Understanding this property of molybdenum helps us explore how electrons are bound within an atom and how they can be released when light is introduced.

Energy of Photon

The energy of a photon is calculated using the formula $E=hu$, where $h$ is Planck's constant ($6.63\times {10}^{-34}\text{Js}$), and $u$ is the frequency of the light. Photons are the basic units of light, and they carry energy depending on their frequency. For the given frequency of $1.09\times {10}^{15}{\text{s}}^{-1}$, the energy of a photon is $7.23\times {10}^{-19}\text{J}$. This energy is vital to understand because it's the minimum energy necessary to start releasing electrons from molybdenum via the photoelectric effect.

• This photon energy is equivalent to the work function of molybdenum.
• Energy calculations like these are foundational in quantum mechanics since they relate quantum principles to observable phenomena.

Electron Ejection

Electron ejection occurs when a metal absorbs sufficient energy that surpasses a threshold, leading to electron release.
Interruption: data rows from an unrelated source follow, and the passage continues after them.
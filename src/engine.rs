//! Risk Scoring Engine
//!
//! Wires the pipeline stages together. The engine holds only validated,
//! immutable configuration and compiled patterns, so one instance can be
//! shared freely across threads.

use crate::aggregate::aggregate;
use crate::config::EngineConfig;
use crate::consistency::ConsistencyAnalyzer;
use crate::errors::{RiskError, RiskResult};
use crate::models::SignalBundle;
use crate::recommend::recommend;
use crate::report::{build_report, RiskReport};
use crate::scoring;
use rayon::prelude::*;
use serde::Serialize;

pub struct RiskEngine {
    config: EngineConfig,
    analyzer: ConsistencyAnalyzer,
}

/// Result of one bundle in a batch run
#[derive(Debug, Serialize)]
pub struct BatchOutcome {
    pub index: usize,
    pub cache_key: String,
    #[serde(skip_serializing_if = "Option::is_none")]
    pub report: Option<RiskReport>,
    #[serde(skip_serializing_if = "Option::is_none")]
    pub error: Option<String>,
}

impl RiskEngine {
    /// Create an engine, rejecting invalid weights or penalties up front
    pub fn new(config: EngineConfig) -> RiskResult<Self> {
        config.validate()?;
        log::debug!("Risk engine configured with weights {:?}", config.weights);
        Ok(Self {
            config,
            analyzer: ConsistencyAnalyzer::new(),
        })
    }

    pub fn config(&self) -> &EngineConfig {
        &self.config
    }

    /// Score one bundle into a report.
    ///
    /// Fails with `InsufficientSignal` when no module was collected and with
    /// `InvalidSignal` when a field is out of range.
    pub fn assess(&self, bundle: &SignalBundle) -> RiskResult<RiskReport> {
        if bundle.is_empty() {
            return Err(RiskError::InsufficientSignal);
        }
        bundle.validate()?;

        let findings = self.analyzer.analyze(bundle);
        log::debug!(
            "{} consistency finding(s), {} mismatched",
            findings.len(),
            findings.iter().filter(|f| f.mismatched).count()
        );

        let scores = scoring::score_all(bundle, &findings, &self.config.policy);
        for s in &scores {
            log::debug!("{} score {:.2} with {} issue(s)", s.module, s.score, s.issues.len());
        }

        let (overall, level) = aggregate(&scores, &self.config.weights)?;
        let recommendations = recommend(&scores);

        build_report(bundle, overall, level, &scores, findings, recommendations)
    }

    /// Assess independent bundles in parallel, preserving input order
    pub fn assess_batch(&self, bundles: &[SignalBundle]) -> Vec<BatchOutcome> {
        bundles
            .par_iter()
            .enumerate()
            .map(|(index, bundle)| {
                let cache_key = bundle.cache_key();
                match self.assess(bundle) {
                    Ok(report) => BatchOutcome {
                        index,
                        cache_key,
                        report: Some(report),
                        error: None,
                    },
                    Err(e) => {
                        log::warn!("Bundle {} could not be assessed: {}", index, e);
                        BatchOutcome {
                            index,
                            cache_key,
                            report: None,
                            error: Some(e.to_string()),
                        }
                    }
                }
            })
            .collect()
    }
}

impl Default for RiskEngine {
    fn default() -> Self {
        Self {
            config: EngineConfig::default(),
            analyzer: ConsistencyAnalyzer::new(),
        }
    }
}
The threshold energy for molybdenum is $7.23\times {10}^{-19}\text{J}$.Using the formula $E_{photon}=hu$, molybdenum requires photons with this minimum energy to overcome its work function—the inherent energy barrier keeping electrons bound to the metal's surface.
When the absorbing frequency of the light matches this threshold, electrons emit, leading to the photoelectric effect where energy conversion from light to kinetic electron energy occurs.To further explore the concept:

• Only photons equal to or exceeding this energy can eject electrons.
• This phenomenon illustrates how energy transfers in quantum systems manifest as physical actions like electron movement.

Kinetic Energy of Electrons

The maximum kinetic energy ($K_{max}$) of electrons emitted from a metal is a function of the photon energy minus the work function, expressed in Einstein's photoelectric equation: $K_{max}=hu-\varphi$. For molybdenum, consider the incident wavelength of 120 nm to solve for $K_{max}$.By substituting the wavelength into the formula $E=\frac{hc}{\lambda }$, we find $E_{incident}=1.66\times {10}^{-18}\text{J}$.

• The calculation for maximum kinetic energy then becomes $9.38\times {10}^{-19}\text{J}$.
• This value indicates how excess energy translates into the movement of electrons, after breaking free from the metal surface.

Understanding kinetic energy in this context sheds light on fundamental quantum physics principles, driving technological applications such as photovoltaic cells and photoelectron spectroscopy.